**Problem requirements:** Please reproduce the entries that follow, keeping each word intact.

Records for this exercise Block Start

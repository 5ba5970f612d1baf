//! Serializable analysis configuration.

use chrono::NaiveDate;
use serde::{Deserialize, Serialize};
use std::collections::BTreeMap;
use std::path::Path;
use thiserror::Error;

use crate::engine::ScanConfig;
use crate::quarter::{AnalysisWindow, MarketRegime};

/// All calendar anchors and the quarter-regime whitelist for one run.
///
/// Missing fields in a TOML file fall back to the defaults, which
/// reproduce the reference study: initial target from H2 2022, entries
/// eligible from 2023-01-01, statistics over 2023-07-01..2025-02-23.
#[derive(Debug, Clone, PartialEq, Serialize, Deserialize)]
#[serde(default)]
pub struct AnalysisConfig {
    pub target_window_start: NaiveDate,
    pub target_window_end: NaiveDate,
    pub eligibility_date: NaiveDate,
    pub analysis_start: NaiveDate,
    pub analysis_end: NaiveDate,
    pub regimes: BTreeMap<String, MarketRegime>,
}

impl Default for AnalysisConfig {
    fn default() -> Self {
        Self {
            target_window_start: ymd(2022, 7, 1),
            target_window_end: ymd(2023, 1, 1),
            eligibility_date: ymd(2023, 1, 1),
            analysis_start: ymd(2023, 7, 1),
            analysis_end: ymd(2025, 2, 23),
            regimes: default_regime_table(),
        }
    }
}

impl AnalysisConfig {
    pub fn scan_config(&self) -> ScanConfig {
        ScanConfig {
            target_window_start: self.target_window_start,
            target_window_end: self.target_window_end,
            eligibility_date: self.eligibility_date,
        }
    }

    pub fn analysis_window(&self) -> AnalysisWindow {
        AnalysisWindow {
            start: self.analysis_start,
            end: self.analysis_end,
        }
    }

    pub fn from_toml_str(raw: &str) -> Result<Self, ConfigError> {
        Ok(toml::from_str(raw)?)
    }

    pub fn load(path: &Path) -> Result<Self, ConfigError> {
        let raw = std::fs::read_to_string(path)?;
        Self::from_toml_str(&raw)
    }
}

/// The reference study's quarter-regime table.
pub fn default_regime_table() -> BTreeMap<String, MarketRegime> {
    [
        ("2023Q3", MarketRegime::Trending),
        ("2023Q4", MarketRegime::Trending),
        ("2024Q1", MarketRegime::Trending),
        ("2024Q2", MarketRegime::RangeBound),
        ("2024Q3", MarketRegime::Trending),
        ("2024Q4", MarketRegime::Trending),
        ("2025Q1", MarketRegime::RangeBound),
    ]
    .into_iter()
    .map(|(quarter, regime)| (quarter.to_string(), regime))
    .collect()
}

#[derive(Debug, Error)]
pub enum ConfigError {
    #[error("failed to read config file: {0}")]
    Io(#[from] std::io::Error),

    #[error("failed to parse config: {0}")]
    Parse(#[from] toml::de::Error),
}

fn ymd(year: i32, month: u32, day: u32) -> NaiveDate {
    NaiveDate::from_ymd_opt(year, month, day).expect("valid calendar date")
}
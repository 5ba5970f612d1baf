//! Single-run orchestration: source → preprocess → classify → scan → aggregate.

use serde::{Deserialize, Serialize};
use std::collections::BTreeMap;
use thiserror::Error;

use crate::config::AnalysisConfig;
use crate::data::{BarSource, DataError};
use crate::domain::{ClosedEvent, MarketParams};
use crate::engine::{initial_target, scan_series};
use crate::error::AnalysisError;
use crate::preprocess::preprocess_series;
use crate::quarter::{aggregate_quarters, QuarterSummary};

/// Everything one analysis run produces, ready for rendering or JSON export.
#[derive(Debug, Clone, Serialize, Deserialize)]
pub struct AnalysisReport {
    pub symbol: String,
    pub market: MarketParams,
    pub initial_target: f64,
    /// Closed events in chronological order of closure.
    pub events: Vec<ClosedEvent>,
    pub quarters: BTreeMap<String, QuarterSummary>,
}

#[derive(Debug, Error)]
pub enum RunError {
    #[error(transparent)]
    Data(#[from] DataError),

    #[error(transparent)]
    Analysis(#[from] AnalysisError),
}

/// Run the full analysis for one symbol.
///
/// Bars are fetched from the start of the target window through the end
/// of the analysis window. Source failures propagate untouched — the
/// caller owns any retry policy.
pub fn run_analysis(
    source: &dyn BarSource,
    symbol: &str,
    config: &AnalysisConfig,
) -> Result<AnalysisReport, RunError> {
    let raw = source.daily_bars(symbol, config.target_window_start, config.analysis_end)?;
    let params = MarketParams::from_market_cap(source.market_cap(symbol)?);

    let series = preprocess_series(&raw)?;
    let scan_config = config.scan_config();
    let target = initial_target(&series, &scan_config)?;
    let events = scan_series(&series, &params, &scan_config)?;
    let quarters = aggregate_quarters(&events, &config.analysis_window(), &config.regimes);

    Ok(AnalysisReport {
        symbol: symbol.to_string(),
        market: params,
        initial_target: target,
        events,
        quarters,
    })
}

Records for this exercise Block End

**Task output:**
repository 5ba5970f612d1baf
//! Serializable analysis configuration.

use chrono::NaiveDate;
use serde::{Deserialize, Serialize};
use std::collections::BTreeMap;
use std::path::Path;
use thiserror::Error;

use crate::engine::ScanConfig;
use crate::quarter::{AnalysisWindow, MarketRegime};

/// All calendar anchors and the quarter-regime whitelist for one run.
///
/// Missing fields in a TOML file fall back to the defaults, which
/// reproduce the reference study: initial target from H2 2022, entries
/// eligible from 2023-01-01, statistics over 2023-07-01..2025-02-23.
#[derive(Debug, Clone, PartialEq, Serialize, Deserialize)]
#[serde(default)]
pub struct AnalysisConfig {
    pub target_window_start: NaiveDate,
    pub target_window_end: NaiveDate,
    pub eligibility_date: NaiveDate,
    pub analysis_start: NaiveDate,
    pub analysis_end: NaiveDate,
    pub regimes: BTreeMap<String, MarketRegime>,
}

impl Default for AnalysisConfig {
    fn default() -> Self {
        Self {
            target_window_start: ymd(2022, 7, 1),
            target_window_end: ymd(2023, 1, 1),
            eligibility_date: ymd(2023, 1, 1),
            analysis_start: ymd(2023, 7, 1),
            analysis_end: ymd(2025, 2, 23),
            regimes: default_regime_table(),
        }
    }
}

impl AnalysisConfig {
    pub fn scan_config(&self) -> ScanConfig {
        ScanConfig {
            target_window_start: self.target_window_start,
            target_window_end: self.target_window_end,
            eligibility_date: self.eligibility_date,
        }
    }

    pub fn analysis_window(&self) -> AnalysisWindow {
        AnalysisWindow {
            start: self.analysis_start,
            end: self.analysis_end,
        }
    }

    pub fn from_toml_str(raw: &str) -> Result<Self, ConfigError> {
        Ok(toml::from_str(raw)?)
    }

    pub fn load(path: &Path) -> Result<Self, ConfigError> {
        let raw = std::fs::read_to_string(path)?;
        Self::from_toml_str(&raw)
    }
}

/// The reference study's quarter-regime table.
pub fn default_regime_table() -> BTreeMap<String, MarketRegime> {
    [
        ("2023Q3", MarketRegime::Trending),
        ("2023Q4", MarketRegime::Trending),
        ("2024Q1", MarketRegime::Trending),
        ("2024Q2", MarketRegime::RangeBound),
        ("2024Q3", MarketRegime::Trending),
        ("2024Q4", MarketRegime::Trending),
        ("2025Q1", MarketRegime::RangeBound),
    ]
    .into_iter()
    .map(|(quarter, regime)| (quarter.to_string(), regime))
    .collect()
}

#[derive(Debug, Error)]
pub enum ConfigError {
    #[error("failed to read config file: {0}")]
    Io(#[from] std::io::Error),

    #[error("failed to parse config: {0}")]
    Parse(#[from] toml::de::Error),
}

fn ymd(year: i32, month: u32, day: u32) -> NaiveDate {
    NaiveDate::from_ymd_opt(year, month, day).expect("valid calendar date")
}
repository 5ba5970f612d1baf
//! Single-run orchestration: source → preprocess → classify → scan → aggregate.

use serde::{Deserialize, Serialize};
use std::collections::BTreeMap;
use thiserror::Error;

use crate::config::AnalysisConfig;
use crate::data::{BarSource, DataError};
use crate::domain::{ClosedEvent, MarketParams};
use crate::engine::{initial_target, scan_series};
use crate::error::AnalysisError;
use crate::preprocess::preprocess_series;
use crate::quarter::{aggregate_quarters, QuarterSummary};

/// Everything one analysis run produces, ready for rendering or JSON export.
#[derive(Debug, Clone, Serialize, Deserialize)]
pub struct AnalysisReport {
    pub symbol: String,
    pub market: MarketParams,
    pub initial_target: f64,
    /// Closed events in chronological order of closure.
    pub events: Vec<ClosedEvent>,
    pub quarters: BTreeMap<String, QuarterSummary>,
}

#[derive(Debug, Error)]
pub enum RunError {
    #[error(transparent)]
    Data(#[from] DataError),

    #[error(transparent)]
    Analysis(#[from] AnalysisError),
}

/// Run the full analysis for one symbol.
///
/// Bars are fetched from the start of the target window through the end
/// of the analysis window. Source failures propagate untouched — the
/// caller owns any retry policy.
pub fn run_analysis(
    source: &dyn BarSource,
    symbol: &str,
    config: &AnalysisConfig,
) -> Result<AnalysisReport, RunError> {
    let raw = source.daily_bars(symbol, config.target_window_start, config.analysis_end)?;
    let params = MarketParams::from_market_cap(source.market_cap(symbol)?);

    let series = preprocess_series(&raw)?;
    let scan_config = config.scan_config();
    let target = initial_target(&series, &scan_config)?;
    let events = scan_series(&series, &params, &scan_config)?;
    let quarters = aggregate_quarters(&events, &config.analysis_window(), &config.regimes);

    Ok(AnalysisReport {
        symbol: symbol.to_string(),
        market: params,
        initial_target: target,
        events,
        quarters,
    })
}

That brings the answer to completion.